Sei giorni per chiudere le liste Via alla corsa dei 672 candidati

17 Agosto 2020

Sabato scade il termine per presentare i documenti in prefettura: in campo 21 tra partiti e civiche Di Stefano conta sull’appoggio di sei liste, il M5S prende tempo per decidere sull’accordo con il Pd

CHIETI. Mancano 6 giorni alla presentazione delle liste: scade sabato prossimo alle 12 il termine per presentare le candidature in prefettura. Sono i giorni decisivi per la formazione delle liste: dentro o fuori. Per ora i candidati sindaco restano 6 ma il numero potrebbe cambiare: è «in fase di riflessione» il M5S che potrebbe raggiungere un accordo dell’ultimo minuto con il Pd. In campo dovrebbero esserci, poi, 21 liste con 672 candidati in lizza per un posto in consiglio comunale. In una città già invasa di santini, dal 22 agosto si apre la campagna elettorale: un mese di fine estate a caccia di voti. Le elezioni del dopo Di Primio sono fissate al 20 (ore 7-23) e 21 settembre (ore 7-15) con eventuale turno di ballottaggio il 4 e 5 ottobre.
DI STEFANO Fabrizio Di Stefano, candidato del centrodestra, conta sull’appoggio sicuro di 6 liste: Lega, Fratelli d’Italia, Udc, Ideabruzzo, Cambiamo e Popolo della Famiglia.
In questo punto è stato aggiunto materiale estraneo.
//! Patch codec and MIDI tooling for the ASM Hydrasynth.

pub const PGM: &str = "hydrasyx";

pub mod hydrasynth;
pub mod midi_io;
pub mod nrpn;
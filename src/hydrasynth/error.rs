//! Error definitions for the Hydrasynth patch codec.
//!
use std::error::Error;
use std::fmt::Display;

use crate::midi_io::MidiIoError;

/// Error enum for everything the dump session and codecs can report.
///
/// Unknown NRPN addresses and unknown remap wire values are deliberately
/// absent: those are dropped or defaulted, never surfaced.
#[derive(Debug)]
pub enum HydraError {
    /// Wrong length/shape or bad marker bytes in a chunk.
    Frame(FrameError),
    /// A chunk arrived at an unexpected position too many times.
    Sequence { expected: u8, got: u8 },
    /// The reassembled image could not be decoded.
    Decode(DecodeError),
    /// The MIDI transport failed.
    Io(MidiIoError),
    /// The device stopped talking before the dump completed.
    Timeout,
}

#[derive(Clone, Copy, Debug, PartialEq, Eq)]
pub enum FrameError {
    NotSysex,
    WrongHeader,
    BadBase64,
    TooShort,
    BadMarker { index: u8 },
    BadChecksum { index: u8 },
    ShortChunkTooEarly { index: u8 },
    ChunkAfterFinal,
    WrongChunkCount(usize),
    WrongChunkLength { index: u8, len: usize },
}

#[derive(Clone, Copy, Debug, PartialEq, Eq)]
pub enum DecodeError {
    WrongImageSize(usize),
    UnknownVersion(u8),
}

impl Display for FrameError {
    fn fmt(&self, f: &mut std::fmt::Formatter<'_>) -> std::fmt::Result {
        match *self {
            FrameError::NotSysex => write!(f, "not a Hydrasynth sysex message"),
            FrameError::WrongHeader => write!(f, "wrong sysex header"),
            FrameError::BadBase64 => write!(f, "payload is not valid base64"),
            FrameError::TooShort => write!(f, "payload too short for a chunk"),
            FrameError::BadMarker { index } => write!(f, "bad framing marker in chunk {index}"),
            FrameError::BadChecksum { index } => write!(f, "checksum mismatch in chunk {index}"),
            FrameError::ShortChunkTooEarly { index } => {
                write!(f, "short chunk received at position {index}")
            }
            FrameError::ChunkAfterFinal => write!(f, "chunk received after the final chunk"),
            FrameError::WrongChunkCount(n) => write!(f, "expected 22 chunks, got {n}"),
            FrameError::WrongChunkLength { index, len } => {
                write!(f, "chunk {index} carries {len} bytes")
            }
        }
    }
}

impl Display for DecodeError {
    fn fmt(&self, f: &mut std::fmt::Formatter<'_>) -> std::fmt::Result {
        match *self {
            DecodeError::WrongImageSize(n) => write!(f, "patch image is {n} bytes, expected 2790"),
            DecodeError::UnknownVersion(v) => write!(f, "unknown patch format version tag {v:#04x}"),
        }
    }
}

impl Display for HydraError {
    fn fmt(&self, f: &mut std::fmt::Formatter<'_>) -> std::fmt::Result {
        match self {
            HydraError::Frame(e) => e.fmt(f),
            HydraError::Sequence { expected, got } => {
                write!(f, "expected chunk {expected}, kept getting chunk {got}")
            }
            HydraError::Decode(e) => e.fmt(f),
            HydraError::Io(e) => e.fmt(f),
            HydraError::Timeout => write!(f, "timed out waiting for the synth"),
        }
    }
}

impl Error for HydraError {
    fn source(&self) -> Option<&(dyn Error + 'static)> {
        match self {
            HydraError::Io(e) => Some(e),
            _ => None,
        }
    }
}

impl From<FrameError> for HydraError {
    fn from(e: FrameError) -> Self {
        HydraError::Frame(e)
    }
}
impl From<DecodeError> for HydraError {
    fn from(e: DecodeError) -> Self {
        HydraError::Decode(e)
    }
}
impl From<MidiIoError> for HydraError {
    fn from(e: MidiIoError) -> Self {
        HydraError::Io(e)
    }
}

pub type Result<T> = std::result::Result<T, HydraError>;
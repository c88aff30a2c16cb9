use std::error::Error;
use std::fs;
use std::path::PathBuf;
use std::time::Duration;

use clap::{ArgAction, Parser, Subcommand};
use futures::StreamExt;
use log::info;
use simple_error::bail;

use hydrasyx::hydrasynth::io::{play, read_patch, send_parameters, write_patch};
use hydrasyx::hydrasynth::session::{SessionConfig, WriteTarget};
use hydrasyx::hydrasynth::store::{range, text_len};
use hydrasyx::hydrasynth::control::{self, ActiveModes};
use hydrasyx::hydrasynth::{ParamStore, Patch, SysexCommand};
use hydrasyx::midi_io::{self, MidiSink, MidiStream};
use hydrasyx::nrpn::NrpnParser;
use hydrasyx::PGM;

type Result<T> = std::result::Result<T, Box<dyn Error>>;

#[derive(Parser)]
#[command(author, version, about, long_about = None)]
struct Cli {
    /// More log output. Repeat for more detail.
    #[arg(short, long, action = ArgAction::Count, global = true)]
    verbose: u8,
    /// No log output at all.
    #[arg(short, long, global = true)]
    quiet: bool,
    /// MIDI channel the synth listens on.
    #[arg(long, default_value_t = 1, value_parser = clap::value_parser!(u8).range(1..=16), global = true)]
    channel: u8,
    /// Out-of-sequence chunks tolerated while reading a patch.
    #[arg(long, default_value_t = 3, global = true)]
    retries: u32,
    /// Pause between chunks when writing, in milliseconds.
    #[arg(long, global = true)]
    chunk_pause_ms: Option<u64>,
    /// Send session header and footer once instead of twice.
    #[arg(long, global = true)]
    single_envelope: bool,
    #[command(subcommand)]
    command: Option<Commands>,
}

#[derive(Subcommand)]
enum Commands {
    /// List MIDI ports.
    List {},
    /// Listen to a port and display received MIDI. Useful for debugging.
    Listen {
        /// The name of the port to listen to. Use the list command to see ports.
        port_name: String,
    },
    /// Read a patch from the synth and print its parameters.
    Get {
        /// MIDI input port the synth replies on.
        input: String,
        /// MIDI output port the synth listens on.
        output: String,
        bank: u8,
        number: u8,
        /// Seconds to wait for each reply.
        #[arg(long, default_value_t = 5)]
        timeout: u64,
    },
    /// Write a patch file of `key = value` lines to the synth.
    Put {
        output: String,
        file: PathBuf,
        /// Store in BANK:NUMBER instead of loading into the edit buffer.
        #[arg(long, value_parser = parse_slot)]
        slot: Option<(u8, u8)>,
    },
    /// Send a patch file's parameters as live edits.
    SendAll { output: String, file: PathBuf },
    /// Set one parameter by live edit. Synced timing and effect parameter
    /// keys switch on their own sync flag or effect type first.
    Nrpn {
        output: String,
        key: String,
        value: i32,
    },
    /// Silence the synth on every channel.
    Panic { output: String },
}

fn parse_slot(s: &str) -> std::result::Result<(u8, u8), String> {
    let (bank, number) = s
        .split_once(':')
        .ok_or_else(|| "expected BANK:NUMBER".to_string())?;
    let bank = bank.parse::<u8>().map_err(|e| e.to_string())?;
    let number = number.parse::<u8>().map_err(|e| e.to_string())?;
    if number > 127 {
        return Err("patch number must be 0-127".to_string());
    }
    Ok((bank, number))
}

#[tokio::main]
async fn main() -> Result<()> {
    let cli = Cli::parse();
    stderrlog::new()
        .module(module_path!())
        .quiet(cli.quiet)
        .verbosity(usize::from(cli.verbose) + 1)
        .init()?;
    let config = SessionConfig {
        max_retries: cli.retries,
        chunk_pause: cli.chunk_pause_ms.map(Duration::from_millis),
        double_envelope: SessionConfig::default().double_envelope && !cli.single_envelope,
        channel: cli.channel,
        ..Default::default()
    };
    match &cli.command {
        Some(Commands::List {}) => list_ports(),
        Some(Commands::Listen { port_name }) => listen(port_name, cli.channel).await,
        Some(Commands::Get {
            input,
            output,
            bank,
            number,
            timeout,
        }) => get(&config, input, output, *bank, *number, *timeout).await,
        Some(Commands::Put { output, file, slot }) => {
            let target = match slot {
                Some((bank, number)) => WriteTarget::Slot {
                    bank: *bank,
                    number: *number,
                },
                None => WriteTarget::Current,
            };
            let patch = load_patch(file)?;
            let mut midi_out = MidiSink::bind(output)?;
            write_patch(&config, &patch, target, &mut midi_out).await?;
            Ok(())
        }
        Some(Commands::SendAll { output, file }) => {
            let patch = load_patch(file)?;
            let mut midi_out = MidiSink::bind(output)?;
            send_parameters(&config, &patch, &mut midi_out).await?;
            Ok(())
        }
        Some(Commands::Nrpn { output, key, value }) => set(&config, output, key, *value).await,
        Some(Commands::Panic { output }) => {
            let mut midi_out = MidiSink::bind(output)?;
            play(control::silence(), &mut midi_out).await?;
            Ok(())
        }
        None => Ok(()),
    }
}

fn list_ports() -> Result<()> {
    let in_ports = midi_io::input_ports()?;
    if in_ports.is_empty() {
        bail!("no input ports found");
    }
    println!("\nAvailable input ports:");
    for (i, p) in in_ports.iter().enumerate() {
        println!("{i}: {p}");
    }
    println!("\nAvailable output ports:");
    for (i, p) in midi_io::output_ports()?.iter().enumerate() {
        println!("{i}: {p}");
    }
    Ok(())
}

async fn listen(port_name: &str, channel: u8) -> Result<()> {
    let mut midi_in = MidiStream::bind(port_name)?;
    println!("Reading input from '{port_name}'. Press Ctrl-C to exit.");
    let mut parser = NrpnParser::new(channel);
    let mut patch = Patch::init();
    while let Some(msg) = midi_in.next().await {
        let hex: Vec<String> = msg.iter().map(|b| format!("{b:02X}")).collect();
        println!("{} (len={})", hex.join(" "), msg.len());
        if let Ok(cmd) = SysexCommand::from_midi(&msg) {
            println!("  {cmd:?}");
        } else if let Some(nrpn) = parser.feed(&msg) {
            match control::decode(&mut patch, nrpn) {
                Some(update) => println!("  {} = {}", update.key, update.value),
                None => println!("  unmapped {nrpn:?}"),
            }
        }
    }
    Ok(())
}

async fn get(
    config: &SessionConfig,
    input: &str,
    output: &str,
    bank: u8,
    number: u8,
    timeout: u64,
) -> Result<()> {
    let mut midi_in = MidiStream::bind(input)?;
    let mut midi_out = MidiSink::bind(output)?;
    let mut patch = Patch::new();
    let version = read_patch(
        config,
        bank,
        number,
        Duration::from_secs(timeout),
        &mut midi_in,
        &mut midi_out,
        &mut patch,
    )
    .await?;
    info!("{PGM} read a {version:?} patch");
    for (key, text) in patch.texts() {
        println!("{key} = {text}");
    }
    for (key, value) in patch.values() {
        println!("{key} = {value}");
    }
    Ok(())
}

async fn set(config: &SessionConfig, output: &str, key: &str, value: i32) -> Result<()> {
    let value = range(key).map_or(value, |(min, max)| value.clamp(min, max));
    let Some(nrpn) = control::encode_with(&ActiveModes::admitting(key), key, value) else {
        bail!("{} has no live-edit form", key);
    };
    let mut midi_out = MidiSink::bind(output)?;
    let plan = nrpn
        .to_midi(config.channel)
        .into_iter()
        .map(hydrasyx::hydrasynth::Outgoing::Midi)
        .collect();
    play(plan, &mut midi_out).await?;
    Ok(())
}

/// Reads `key = value` lines over an init patch. Blank lines and lines
/// starting with `#` are skipped.
fn load_patch(path: &PathBuf) -> Result<Patch> {
    let mut patch = Patch::init();
    for (n, line) in fs::read_to_string(path)?.lines().enumerate() {
        let line = line.trim();
        if line.is_empty() || line.starts_with('#') {
            continue;
        }
        let Some((key, value)) = line.split_once('=') else {
            bail!("line {}: expected key = value", n + 1);
        };
        let (key, value) = (key.trim(), value.trim());
        if text_len(key).is_some() {
            patch.set_text(key, value);
        } else {
            match value.parse::<i32>() {
                Ok(v) => patch.set_value(key, v),
                Err(_) => bail!("line {}: {} is not a number", n + 1, value),
            }
        }
    }
    Ok(patch)
}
Poi, c’è il nodo Forza Italia con l’assessore regionale Mauro Febbo che si è autosospeso per appoggiare Bruno Di Iorio: con la scadenza all’orizzonte, Forza Italia dovrebbe rinunciare a presentare una lista in appoggio a Di Stefano. Su questa assenza pare esserci l’accordo tra Febbo e il senatore Nazario Pagano, coordinatore regionale del partito. Di Stefano, ex parlamentare, però potrebbe avere dalla sua parte sempre 7 liste: una formazione composta da esponenti forzisti vicini al candidato sindaco ma senza il simbolo tricolore.
DI IORIO Sono 4 per adesso le liste a sostegno di Di Iorio, medico ed ex presidente onorario del Chieti. C’è la lista Forza Chieti, animata da Febbo, con i consiglieri uscenti di Forza Italia: Marco D’Ingiullo, Maura Micomonaco, Emiliano Vitale e Maurizio Costa. Poi, ci sono Chieti Viva, la lista del renziano Alessandro Marzoli, e Azione Democratica, formata dai dissidenti del Pd che non hanno voluto appoggiare Diego Ferrara e da Azione di Alessandro Carbone. Del polo civico dovrebbe far parte anche una quarta lista organizzata da Di Iorio: un gruppo di persone di fiducia dell'aspirante sindaco. In questi giorni, Di Iorio potrebbe decidere se allargare ancora di più il fronte con una quinta lista.
FERRARA Quattro sono le liste in appoggio a Ferrara, il medico e consigliere uscente di centrosinistra: il Pd, ma senza i fuoriusciti che hanno scelto Di Iorio come Luca Caratelli, che ha rinunciato alla carica di segretario del circolo Pd di Chieti alta, e l’ex consigliere Gabriele Salvatore; c’è la civica Chieti per Chieti fondata da Luigi Febo; poi c’è La Sinistra con Diego formata da esponenti della sinistra cittadina e giovani; infine, per la composizione della quarta lista, Ferrara è impegnato in prima persona: dovrebbe essere una lista di persone senza esperienze politiche alle spalle, a trazione Chieti Scalo ma con una partecipazione anche di residenti del colle.
AMICONE Il M5S ha già annunciato che il suo candidato sindaco è Luca Amicone ma il voto dei grillini sui possibili accordi con il Pd potrebbe cambiare gli scenari alla vigilia della presentazione delle liste: finora, la deputata Daniela Torto, che si occupa della formazione della lista, ha escluso un’alleanza con il Pd ma ora nel M5S teatino è iniziata una fase di riflessione che dovrebbe concludersi tra domani e mercoledì.
DE CESARE La coalizione dell’imprenditore Paolo De Cesare conta 4 liste anziché 5 come inizialmente previsto: Chi ama Chieti con Manuel Pantalone, Chieti c’è, Azione Politica di Luca Maccione e La Teatinità che schiera Giustino Angeloni. Con De Cesare anche l’ex assessore Vincenzo Ginefra.
CARAPELLE ChietiScaloNoi è la lista di Camillo Carapelle: si tratta di un comitato di residenti di Chieti Scalo che denuncia i disagi della zona e chiede un potenziamento dei servizi.